Le autorità veterinarie certificano che la carne resta “sicura” dal punto di vista sanitario, poiché le patologie riscontrate non sono infettive.
Ma la sicurezza alimentare non coincide con la salute degli animali. Le strisce bianche e le ustioni alle zampe raccontano di creature trattate come “macchine da carne”, cresciute fino al limite fisiologico in un sistema che le considera materia prima più che esseri senzienti.
Le stesse catene che dichiarano di tutelare il benessere animale nei propri codici etici non aderiscono allo European Chicken Commitment (ECC), l’unico standard europeo che impone razze a crescita lenta, spazio vitale maggiore e luce naturale nei capannoni.

L’alternativa possibile: polli a crescita lenta
Nonostante il quadro sconfortante, esiste un modello alternativo. L’European Chicken Commitment è stato sottoscritto da oltre 300 aziende europee, tra cui i colossi francesi Gruppo LDC e Terrena. In Italia alcune aziende del settore hanno preso impegni formali verso l’ECC: Eataly ha sottoscritto l’accordo a febbraio 2022 per tutta la propria offerta di pollo, Fileni ha dichiarato di applicare i criteri ECC alla propria produzione a marchio. Il report “ChickenTrack 2024” di Compassion in World Farming segnala anche Carrefour Italia e Cortilia tra le imprese italiane che “hanno preso impegni”

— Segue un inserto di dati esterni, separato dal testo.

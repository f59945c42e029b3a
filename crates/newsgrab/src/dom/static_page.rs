// ABOUTME: Document implementation over an HTML string parsed with scraper.
// ABOUTME: Used for offline extraction from saved pages and for exercising the cascade in tests.

use scraper::{ElementRef, Html, Selector};

use crate::dom::{Document, ElementSnapshot};
use crate::error::{ExtractError, Result};

/// Elements whose text never renders.
const HIDDEN_TAGS: &[&str] = &["script", "style", "noscript", "template", "head"];

/// A parsed HTML document queried without a browser.
pub struct StaticDocument {
    source: String,
    doc: Html,
}

impl StaticDocument {
    /// Parse a full HTML document.
    pub fn parse(html: impl Into<String>) -> Self {
        let source = html.into();
        let doc = Html::parse_document(&source);
        Self { source, doc }
    }

    fn snapshot(el: ElementRef<'_>) -> ElementSnapshot {
        ElementSnapshot {
            text: visible_text(el),
            html: el.html(),
        }
    }
}

/// Concatenates the element's text nodes, skipping non-rendered subtrees.
fn visible_text(el: ElementRef<'_>) -> String {
    let mut out = String::new();
    for node in el.descendants() {
        let Some(text) = node.value().as_text() else {
            continue;
        };
        let hidden = node
            .ancestors()
            .filter_map(ElementRef::wrap)
            .any(|a| HIDDEN_TAGS.contains(&a.value().name()));
        if !hidden {
            out.push_str(text);
        }
    }
    out
}

impl Document for StaticDocument {
    fn source(&self) -> &str {
        &self.source
    }

    async fn find_all(&self, selector: &str) -> Result<Vec<ElementSnapshot>> {
        let parsed = Selector::parse(selector).map_err(|e| {
            ExtractError::inspect(selector, "find_all", Some(anyhow::anyhow!("{:?}", e)))
        })?;
        Ok(self.doc.select(&parsed).map(Self::snapshot).collect())
    }
}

Nel caso di molte aziende però, l’impegno riguarda solo i polli biologici, che rappresentano appena una piccola parte della produzione: il resto continua a essere destinato alle catene della grande distribuzione.
Uno studio statunitense ha stimato che il passaggio a razze a crescita lenta potrebbe richiedere un aumento di costi pari a circa 0,60 – 0,75 euro al kg (all’epoca circa 0.29 $/lb) per uguagliare i rendimenti. Nel contesto europeo un report ADAS (2024) per l’European Chicken Commitment calcola un aumento di costi di circa il 17% per kg di peso vivo nei Paesi Bassi.
La storia raccontata da Essere Animali e Il Fatto Alimentare mostra con chiarezza che il benessere animale e la trasparenza della filiera sono ancora lontani dagli scaffali dei supermercati italiani. I polli che arrivano nelle nostre cucine sono il risultato di un sistema che privilegia la produttività alla vita. Eppure, cambiare è possibile: scegliere prodotti biologici, allevati a lenta crescita o provenienti da aziende aderenti all’ECC è un atto di responsabilità che parte dal carrello e si estende a tutta la filiera.